**REQUIRED ACTION**
Check each line of the data for "filter" and select those that have it.

=== SOURCE MATERIAL ===

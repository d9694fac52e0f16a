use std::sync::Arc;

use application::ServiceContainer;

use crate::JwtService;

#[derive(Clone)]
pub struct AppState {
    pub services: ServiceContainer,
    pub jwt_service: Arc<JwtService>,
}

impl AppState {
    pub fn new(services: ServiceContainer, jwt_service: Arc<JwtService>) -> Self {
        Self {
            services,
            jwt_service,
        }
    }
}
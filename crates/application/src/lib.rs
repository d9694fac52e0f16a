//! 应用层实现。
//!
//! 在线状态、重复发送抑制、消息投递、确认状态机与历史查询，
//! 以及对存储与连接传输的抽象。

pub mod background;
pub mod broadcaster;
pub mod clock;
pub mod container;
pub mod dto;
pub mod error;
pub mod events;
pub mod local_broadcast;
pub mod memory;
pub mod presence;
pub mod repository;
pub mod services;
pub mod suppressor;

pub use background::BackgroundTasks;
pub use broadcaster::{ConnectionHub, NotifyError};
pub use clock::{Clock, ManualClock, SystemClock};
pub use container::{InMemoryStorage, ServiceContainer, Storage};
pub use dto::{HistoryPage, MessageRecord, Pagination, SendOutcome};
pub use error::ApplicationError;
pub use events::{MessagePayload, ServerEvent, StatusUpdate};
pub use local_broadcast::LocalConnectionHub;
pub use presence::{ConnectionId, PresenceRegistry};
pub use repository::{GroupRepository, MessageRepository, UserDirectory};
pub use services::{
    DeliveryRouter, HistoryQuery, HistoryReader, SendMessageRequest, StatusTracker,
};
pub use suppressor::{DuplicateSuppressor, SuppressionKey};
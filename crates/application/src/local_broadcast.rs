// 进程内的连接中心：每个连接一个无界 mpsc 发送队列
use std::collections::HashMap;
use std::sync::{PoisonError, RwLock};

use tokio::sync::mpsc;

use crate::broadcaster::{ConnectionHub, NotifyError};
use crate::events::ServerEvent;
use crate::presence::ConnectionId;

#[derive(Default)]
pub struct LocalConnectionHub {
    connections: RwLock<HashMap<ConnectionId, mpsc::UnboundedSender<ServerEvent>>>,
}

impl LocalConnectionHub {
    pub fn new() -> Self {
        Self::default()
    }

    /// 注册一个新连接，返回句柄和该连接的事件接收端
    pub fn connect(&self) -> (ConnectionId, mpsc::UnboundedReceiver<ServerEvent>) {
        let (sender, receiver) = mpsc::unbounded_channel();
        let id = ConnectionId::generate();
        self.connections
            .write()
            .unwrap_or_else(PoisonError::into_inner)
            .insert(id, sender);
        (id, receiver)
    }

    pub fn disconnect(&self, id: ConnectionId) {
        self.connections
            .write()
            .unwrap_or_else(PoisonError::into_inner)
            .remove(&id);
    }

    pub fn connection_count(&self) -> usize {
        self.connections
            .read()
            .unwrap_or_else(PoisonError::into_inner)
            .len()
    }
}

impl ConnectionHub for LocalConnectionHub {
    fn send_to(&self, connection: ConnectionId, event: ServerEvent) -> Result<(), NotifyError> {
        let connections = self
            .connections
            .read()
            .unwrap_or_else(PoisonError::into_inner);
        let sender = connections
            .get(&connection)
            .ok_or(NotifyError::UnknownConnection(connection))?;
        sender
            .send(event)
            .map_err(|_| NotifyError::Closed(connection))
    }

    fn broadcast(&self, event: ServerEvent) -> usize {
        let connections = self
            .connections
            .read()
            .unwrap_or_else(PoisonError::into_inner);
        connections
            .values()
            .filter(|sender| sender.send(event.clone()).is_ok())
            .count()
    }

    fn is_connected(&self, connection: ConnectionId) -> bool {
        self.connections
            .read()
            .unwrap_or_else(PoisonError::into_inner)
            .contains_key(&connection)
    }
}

===
=== SOURCE MATERIAL ===

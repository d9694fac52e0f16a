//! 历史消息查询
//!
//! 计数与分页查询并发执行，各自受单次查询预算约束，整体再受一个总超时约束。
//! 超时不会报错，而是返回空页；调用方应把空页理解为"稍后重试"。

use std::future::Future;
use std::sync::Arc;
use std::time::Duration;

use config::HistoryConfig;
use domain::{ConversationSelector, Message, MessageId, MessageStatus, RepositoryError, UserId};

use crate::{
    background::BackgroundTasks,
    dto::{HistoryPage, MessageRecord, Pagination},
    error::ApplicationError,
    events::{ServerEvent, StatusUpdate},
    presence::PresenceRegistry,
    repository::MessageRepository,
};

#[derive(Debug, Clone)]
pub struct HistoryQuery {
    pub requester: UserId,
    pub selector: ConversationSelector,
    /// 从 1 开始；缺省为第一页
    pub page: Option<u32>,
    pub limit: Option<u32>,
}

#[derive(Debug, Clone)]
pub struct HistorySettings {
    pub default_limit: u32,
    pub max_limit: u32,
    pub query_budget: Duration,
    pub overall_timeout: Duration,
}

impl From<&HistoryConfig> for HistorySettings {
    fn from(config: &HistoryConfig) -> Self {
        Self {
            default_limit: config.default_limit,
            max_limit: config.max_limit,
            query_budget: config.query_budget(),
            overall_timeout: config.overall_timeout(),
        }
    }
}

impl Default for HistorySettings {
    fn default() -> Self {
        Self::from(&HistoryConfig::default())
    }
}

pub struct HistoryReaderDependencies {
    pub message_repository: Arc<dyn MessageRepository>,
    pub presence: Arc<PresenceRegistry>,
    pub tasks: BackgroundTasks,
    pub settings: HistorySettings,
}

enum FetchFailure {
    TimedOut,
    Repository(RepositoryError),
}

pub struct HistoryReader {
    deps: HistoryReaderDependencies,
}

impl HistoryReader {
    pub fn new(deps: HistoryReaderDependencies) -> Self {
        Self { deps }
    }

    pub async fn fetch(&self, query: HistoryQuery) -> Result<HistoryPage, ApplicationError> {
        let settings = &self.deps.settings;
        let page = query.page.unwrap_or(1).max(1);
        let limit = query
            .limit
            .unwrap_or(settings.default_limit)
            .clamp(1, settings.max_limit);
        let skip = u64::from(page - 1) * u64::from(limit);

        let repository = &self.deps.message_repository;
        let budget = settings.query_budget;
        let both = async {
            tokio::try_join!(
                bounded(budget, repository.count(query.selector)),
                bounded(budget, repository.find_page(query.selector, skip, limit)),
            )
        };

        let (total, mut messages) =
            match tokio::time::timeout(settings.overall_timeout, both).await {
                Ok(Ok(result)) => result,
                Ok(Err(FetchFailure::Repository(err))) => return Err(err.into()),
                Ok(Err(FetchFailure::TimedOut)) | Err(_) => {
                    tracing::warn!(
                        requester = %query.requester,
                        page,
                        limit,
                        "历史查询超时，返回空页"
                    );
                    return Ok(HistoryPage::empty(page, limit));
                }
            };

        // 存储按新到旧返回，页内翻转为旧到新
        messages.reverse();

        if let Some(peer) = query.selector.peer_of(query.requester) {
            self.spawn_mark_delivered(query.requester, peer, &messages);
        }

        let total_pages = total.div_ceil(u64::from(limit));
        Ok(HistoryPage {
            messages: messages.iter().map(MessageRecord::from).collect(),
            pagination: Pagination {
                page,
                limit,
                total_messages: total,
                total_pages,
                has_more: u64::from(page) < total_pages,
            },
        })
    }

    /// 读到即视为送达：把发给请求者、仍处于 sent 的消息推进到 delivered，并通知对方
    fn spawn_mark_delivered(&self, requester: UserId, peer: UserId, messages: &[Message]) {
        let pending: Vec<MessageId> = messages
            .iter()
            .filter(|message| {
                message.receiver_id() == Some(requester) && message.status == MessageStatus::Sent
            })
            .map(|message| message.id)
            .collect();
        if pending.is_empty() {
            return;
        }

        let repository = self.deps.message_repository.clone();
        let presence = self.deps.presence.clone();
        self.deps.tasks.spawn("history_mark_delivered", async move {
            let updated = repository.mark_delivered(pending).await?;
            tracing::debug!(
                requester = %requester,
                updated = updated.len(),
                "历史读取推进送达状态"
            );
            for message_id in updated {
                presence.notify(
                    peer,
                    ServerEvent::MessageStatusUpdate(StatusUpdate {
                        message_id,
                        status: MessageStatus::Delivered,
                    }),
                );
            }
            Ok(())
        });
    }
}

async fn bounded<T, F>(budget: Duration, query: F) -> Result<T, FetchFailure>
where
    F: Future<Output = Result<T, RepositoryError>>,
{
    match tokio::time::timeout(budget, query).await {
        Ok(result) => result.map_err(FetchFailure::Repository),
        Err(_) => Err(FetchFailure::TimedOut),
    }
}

===

**SOLUTION FOR THIS PROBLEM**
            .filter(|sender| sender.send(event.clone()).is_ok())
            .filter(|message| {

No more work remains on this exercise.